3. Elements of Improvisational Theater Workshops

3.1. The ‘Problem’

What is this ‘problem’ then to which I have referred so often by now? Simply put, a ‘problem’ in improvisational theater is a very basic task that student-actors are given before walking onto the stage and that they develop for a peer-audience who will closely watch and assess the performance (and who will subsequently come on stage and work on the next problem). In the earliest stages of working with improvisational theater, ‘problems’ resemble TPR-based tasks, even though the emphasis is on effective expression, reaction and communication: showing ‘listening,’ ‘seeing,’ or ‘tasting’ may be examples of such tasks. In later stages of working with these techniques, student-actors may create scenes in which they physicalize the ‘where’ or the ‘what’ or the ‘who’ of a situation. Examples of such problems are: a group of students is asked to physicalize a bus-stop; a group of prisoners in a war camp; an early afternoon in a bourgeois home. Such more complex acting problems already pose a real challenge for the inexperienced actor, and the more complex the problems get, the less true to the goals of improvisational theater proper can such a workshop in a foreign language become.
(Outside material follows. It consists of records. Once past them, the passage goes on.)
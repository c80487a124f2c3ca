//! Identifier types shared by the registry and the vnode cache.

use serde::{Deserialize, Serialize};
use std::fmt;
use std::num::NonZeroU64;

/// Opaque identity of a live vnode.
///
/// This is a lookup key only and does not keep the vnode alive. The
/// filesystem layer may recycle an identity for a different file, which is
/// observable through a changed [`Vid`].
#[derive(Copy, Clone, Debug, PartialEq, Eq, Hash, PartialOrd, Ord)]
pub struct VnodeId(NonZeroU64);

impl VnodeId {
    /// Creates a vnode id, returning `None` for the reserved value 0.
    pub fn new(raw: u64) -> Option<Self> {
        NonZeroU64::new(raw).map(VnodeId)
    }

    /// Returns the raw identity value.
    pub fn as_u64(&self) -> u64 {
        self.0.get()
    }
}

impl From<NonZeroU64> for VnodeId {
    fn from(raw: NonZeroU64) -> Self {
        VnodeId(raw)
    }
}

impl fmt::Display for VnodeId {
    fn fmt(&self, f: &mut fmt::Formatter<'_>) -> fmt::Result {
        write!(f, "vnode#{}", self.0)
    }
}

/// Generation stamp of a vnode identity.
pub type Vid = u32;

/// A vnode identity paired with the generation it was observed at.
#[derive(Copy, Clone, Debug, PartialEq, Eq, Hash)]
pub struct VersionedVnode {
    pub vnode: VnodeId,
    pub vid: Vid,
}

impl VersionedVnode {
    pub fn new(vnode: VnodeId, vid: Vid) -> Self {
        Self { vnode, vid }
    }
}

/// Identifier of a mounted volume.
#[derive(Copy, Clone, Debug, PartialEq, Eq, Hash, PartialOrd, Ord, Serialize, Deserialize)]
pub struct MountId(u64);

impl MountId {
    pub fn new(id: u64) -> Self {
        MountId(id)
    }

    pub fn as_u64(&self) -> u64 {
        self.0
    }
}

impl fmt::Display for MountId {
    fn fmt(&self, f: &mut fmt::Formatter<'_>) -> fmt::Result {
        write!(f, "mount#{}", self.0)
    }
}

/// Volume id as reported by statfs.
#[derive(Copy, Clone, Debug, Default, PartialEq, Eq, Hash, Serialize, Deserialize)]
pub struct Fsid(pub [i32; 2]);

/// Persistent, on-disk identity of a filesystem object.
///
/// Survives vnode recycling, so offline roots are re-associated through it.
#[derive(Copy, Clone, Debug, Default, PartialEq, Eq, Hash, Serialize, Deserialize)]
pub struct FsidInode {
    pub fsid: Fsid,
    pub inode: u64,
}

impl FsidInode {
    pub fn new(fsid: Fsid, inode: u64) -> Self {
        Self { fsid, inode }
    }
}

impl fmt::Display for FsidInode {
    fn fmt(&self, f: &mut fmt::Formatter<'_>) -> fmt::Result {
        write!(f, "{}:{}/{}", self.fsid.0[0], self.fsid.0[1], self.inode)
    }
}

/// Process id of a provider or of an accessing process.
pub type Pid = i32;

/// Handle of a virtualization root: an index into the root registry.
///
/// Negative values are reserved. [`RootHandle::NONE`] means "not in any
/// root"; [`RootHandle::UNKNOWN`] is only ever stored in the vnode cache and
/// means membership must be detected again.
#[derive(Copy, Clone, Debug, PartialEq, Eq, Hash, PartialOrd, Ord, Serialize, Deserialize)]
#[repr(transparent)]
pub struct RootHandle(i16);

impl RootHandle {
    /// Not inside any virtualization root.
    pub const NONE: RootHandle = RootHandle(-1);
    /// Membership not yet determined (cache-internal).
    pub const UNKNOWN: RootHandle = RootHandle(-2);
    /// Number of distinct valid handles.
    pub const MAX_ROOTS: usize = i16::MAX as usize + 1;

    /// Builds a handle for a registry index, if it is representable.
    pub fn from_index(index: usize) -> Option<Self> {
        i16::try_from(index).ok().map(RootHandle)
    }

    pub fn from_raw(raw: i16) -> Self {
        RootHandle(raw)
    }

    pub fn raw(&self) -> i16 {
        self.0
    }

    /// True for handles that refer to a registry slot.
    pub fn is_valid(&self) -> bool {
        self.0 >= 0
    }

    /// Registry index of a valid handle.
    pub fn index(&self) -> Option<usize> {
        usize::try_from(self.0).ok()
    }
}

impl fmt::Display for RootHandle {
    fn fmt(&self, f: &mut fmt::Formatter<'_>) -> fmt::Result {
        match *self {
            RootHandle::NONE => write!(f, "none"),
            RootHandle::UNKNOWN => write!(f, "unknown"),
            RootHandle(raw) => write!(f, "{}", raw),
        }
    }
}

/// Hydration state slot kept in each cache entry.
///
/// Only initialized and stored here; transitions belong to the hydration
/// protocol of the interception layer.
#[derive(Copy, Clone, Debug, Default, PartialEq, Eq, Hash)]
#[repr(u8)]
pub enum FileState {
    #[default]
    Invalid = 0,
    Empty = 1,
    /// File has received its contents from the provider.
    Hydrated,
    /// A write access to a hydrated file was seen.
    Modified,
    /// Waiting for a transition between two states to finish.
    Transitioning,
    Unknown,
}

/// A root directory vnode together with its registry handle, used to
/// re-seed the vnode cache.
#[derive(Copy, Clone, Debug, PartialEq, Eq)]
pub struct RootVnode {
    pub vnode: VnodeId,
    pub root: RootHandle,
}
However, it is not for the sake of training young actors that these methods are used. Improvisational theater offers powerful insights into the nature of communication, of our being in the world and possibilities for acting upon it and expressing ourselves in it. If our young language students eventually break the rules of improvisational theater to venture into the realm of ‘show and tell,’ they only prove the effectiveness of these theater techniques in liberating their expressive courage. If they then leave behind these techniques, they engage in free play and the collective making of meaning and speech-based communication.

3.2. Side-coaching

One of the more important elements of improvisational theater is so-called side-coaching. Different from true teacher-input which often consists of corrective suggestions or help with problems, side-coaching is not supposed to guide the student-actors in any specific direction nor is it even perceived as teacher-input. The objective of side-coaching is to hold “the player to the focus of an exercise whenever he or she may have wandered away” (Spolin 1999: 28). Stepping out of the situation becomes impossible for a player if a side-coach does his or her job well; manipulating the students’ strategies to solve a given problem is equally impossible. It may be the biggest challenge that we, the teachers, who are most likely to assume the role of side-coach in the beginning of such a workshop, face. Used to helping our students out when words fail them and questions do not seem to have an easy answer, we often volunteer information and skills that we deem necessary for them to go on in their academic inquiries and pursuits. Improvisational theater lets students experience their own limits, but it is this experience that allows them to explore everything leading up to this limit more thoroughly and ultimately more successfully. Asking students to stay focused on just listening to each other’s breath in a counting game, for example, makes them more sensitive listeners all around, makes them aware of the Other’s communicative needs and habits, and helps them phsyicalize the concept of communication without necessarily even saying a word.8 Side-coaching encourages students to be fully aware of their abilities at any given moment without providing input that would tempt them to start using strategies that lie beyond their own (linguistic) reach and beyond the scope of the problem to be solved.9

Yet, the side-coach’s loud instructions that are directly connected to the situation that the players experience become relevant and comprehensible input that students acquire during a scene and all the work leading up to the improvisation of a scene. Since all side-coaching only refers to whatever is or was just happening in the here and now of the scene, it does not take much for the teacher-side-coach to make sure that instructions remain in the realm of the comprehensible for a beginning language learner. Directives tend to be very short, refer to the immediate environment in which the players find themselves, and stress the most important elements (actions, objects, qualities) on which the actors need to focus. The imperative is the verb form of choice, and constant repetition of similar directives fosters kinesthetic learning, respectively language acquisition in a completely interactive, communicative context.

3.3. Evaluation

In addition to the actual theater work on stage and the preparations needed for it, debriefing, called evaluation in improvisational theater, is an integral part of the workshop. Once a problem is solved – a process that should never take more than five to seven minutes in a foreign language –, those who improvised and those who were the audience discuss what happened. Encouraging the peer-audience to take notes while their fellow actors perform is advisable and adds a very productive written component to the exercise (and should be easy since students tend to base their notes on the side-coach’s remarks). While the final evaluation will assess whether or not the strategies employed, the expressions conveyed, and the interactions improvised led to solving the given problem, it is not meant to judge the player. ‘Good’ or ‘bad’ are not categories in this evaluation, and ‘likelihood’, that is, whether or not other people would do what the player did in this situation is not the issue; rather, the question is whether or not the player(s) managed to communicate with each other and the audience, and whether they showed effectively the solution to the problem posed. Making those who did not perform responsible for addressing these issues during the debriefing session makes sure that all members of the workshop stay focused and within the same frame of mind. If done right, the result is an atmosphere of mutual trust, fun, and shared learning.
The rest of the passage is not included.